We’ve worked with lots of new mums. A few of the things they’ve told us they never regretted spending money on include:
A housekeeper to do the dishes and fold the laundry
Meal delivery service—either ready-made or ready-to-cook
A cleaner (aka marriage saver)
Nanny or babysitter
Here’s a wonderful insight on this topic from another of our graduates:
“People kind of worry a bit about spending that on themselves. They think it’s luxurious, which I completely understand. But I try and challenge them and say, would you consider putting aside budget for support first and then look at how much you’re spending on prams and baby clothes and play gyms? Because that stuff is not going to leave you feeling supported in your postpartum. And you can always get secondhand or buy mid-range, not top-of-the-range products. And then allow yourself the extra budget to have practical support. When you look back on this time with your baby, the space to connect with them and the space to recalibrate yourself is what you’re going to remember”
Something to try:
Obviously, your clients made the decision to hire you, so they already know that it’s worth spending money on support. That’s a great starting place. While you certainly don’t want to pry into their financial situations, it might be helpful to ask how it would feel to have a few extra hours in their day.

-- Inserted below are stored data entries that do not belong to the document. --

//! The endpoint for registering a new user.

use std::sync::{Arc, Mutex};

use axum::{
    Json,
    extract::{FromRef, State},
    http::StatusCode,
};
use rusqlite::Connection;
use serde::Deserialize;
use time::Duration;

use crate::{
    AppState, Error,
    auth::{
        AuthResponse, JwtKeys, PasswordHash, ValidatedPassword, parse_email,
        token::encode_token, user::create_user,
    },
    db::lock_connection,
};

/// The state needed to register a new user.
#[derive(Debug, Clone)]
pub struct RegistrationState {
    /// The keys used to sign new tokens.
    pub jwt_keys: JwtKeys,
    /// How long new tokens are valid for.
    pub token_duration: Duration,
    /// The bcrypt cost for hashing the new user's password.
    pub password_hash_cost: u32,
    /// The database connection for storing users.
    pub db_connection: Arc<Mutex<Connection>>,
}

impl FromRef<AppState> for RegistrationState {
    fn from_ref(state: &AppState) -> Self {
        Self {
            jwt_keys: state.jwt_keys.clone(),
            token_duration: state.token_duration,
            password_hash_cost: state.password_hash_cost,
            db_connection: state.db_connection.clone(),
        }
    }
}

/// The body of a registration request.
#[derive(Deserialize)]
pub struct RegisterForm {
    /// The name shown for the user.
    pub username: String,
    /// The email the user will log in with.
    pub email: String,
    /// The new password in plain text.
    pub password: String,
}

/// A route handler for registering a new user, responds with an auth token for the new user.
pub async fn register_user(
    State(state): State<RegistrationState>,
    Json(form): Json<RegisterForm>,
) -> Result<(StatusCode, Json<AuthResponse>), Error> {
    let username = form.username.trim();

    if username.is_empty() {
        return Err(Error::Validation("username must not be empty".to_owned()));
    }

    let email = parse_email(&form.email)?;
    let password = ValidatedPassword::new(&form.password, &[username, &email])?;
    let password_hash = PasswordHash::new(password, state.password_hash_cost)?;

    let user = {
        let connection = lock_connection(&state.db_connection)?;
        create_user(username, &email, password_hash, &connection)?
    };

    let token = encode_token(user.id, &state.jwt_keys, state.token_duration)?;
    tracing::info!("registered user {}", user.id);

    Ok((
        StatusCode::CREATED,
        Json(AuthResponse {
            token,
            user: user.into(),
        }),
    ))
}
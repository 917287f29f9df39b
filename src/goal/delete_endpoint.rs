use axum::{
    Extension, Json,
    extract::{Path, State},
};
use serde_json::{Value, json};

use crate::{
    Error,
    auth::UserID,
    db::lock_connection,
    goal::core::{GoalId, GoalState, delete_goal, get_owned_goal},
};

/// A route handler for deleting a goal of the logged-in user.
pub async fn delete_goal_endpoint(
    State(state): State<GoalState>,
    Extension(user_id): Extension<UserID>,
    Path(goal_id): Path<GoalId>,
) -> Result<Json<Value>, Error> {
    let connection = lock_connection(&state.db_connection)?;

    get_owned_goal(goal_id, user_id, &connection)?;
    delete_goal(goal_id, &connection)?;
    tracing::info!("user {user_id} deleted goal {goal_id}");

    Ok(Json(json!({ "message": "Goal removed" })))
}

You could also ask open-ended questions like, “What household task is currently draining a lot of your time and energy? What do you wish you could do, but feel you don’t have the time for? If you had 1-2 extra hours in a week, what would you do with that time?”
The earlier a mother starts building her village, the better…but it’s never too late!
Hopefully, you’ve found a few ideas to help you support newborn mothers. No need to try and do everything; you may like to invite your postpartum client to choose 3-5 of the ideas that bring her peace and joy, and help her implement them.
You can also use a lot of the tips and ideas above to build your own village! Perhaps you’re a mother yourself, or maybe you want to put more support in place so you can grow your business. In the Postpartum Education and Care Professional training, many of our students say how helpful it is to feel supported while they support mothers.
“I’m not sure if I can choose just one favourite thing from this training! I love the sense of community. I wasn’t sure how that was going to be with the training being online but it works so well! I’m not at all technologically advanced so the way everything is set up in Simplero is fantastic! I truly feel like I belong in this group and that my ideas are worth listening to”
“I feel like I am finally on the right path to doing what I love. It’s been the ‘missing piece’ - and one that has given me so much more than knowledge; it’s connected me with an amazing community of like-minded, purpose-driven women who inspire me daily.”
What is one small thing you could do today to help a postpartum parent grow their village of support?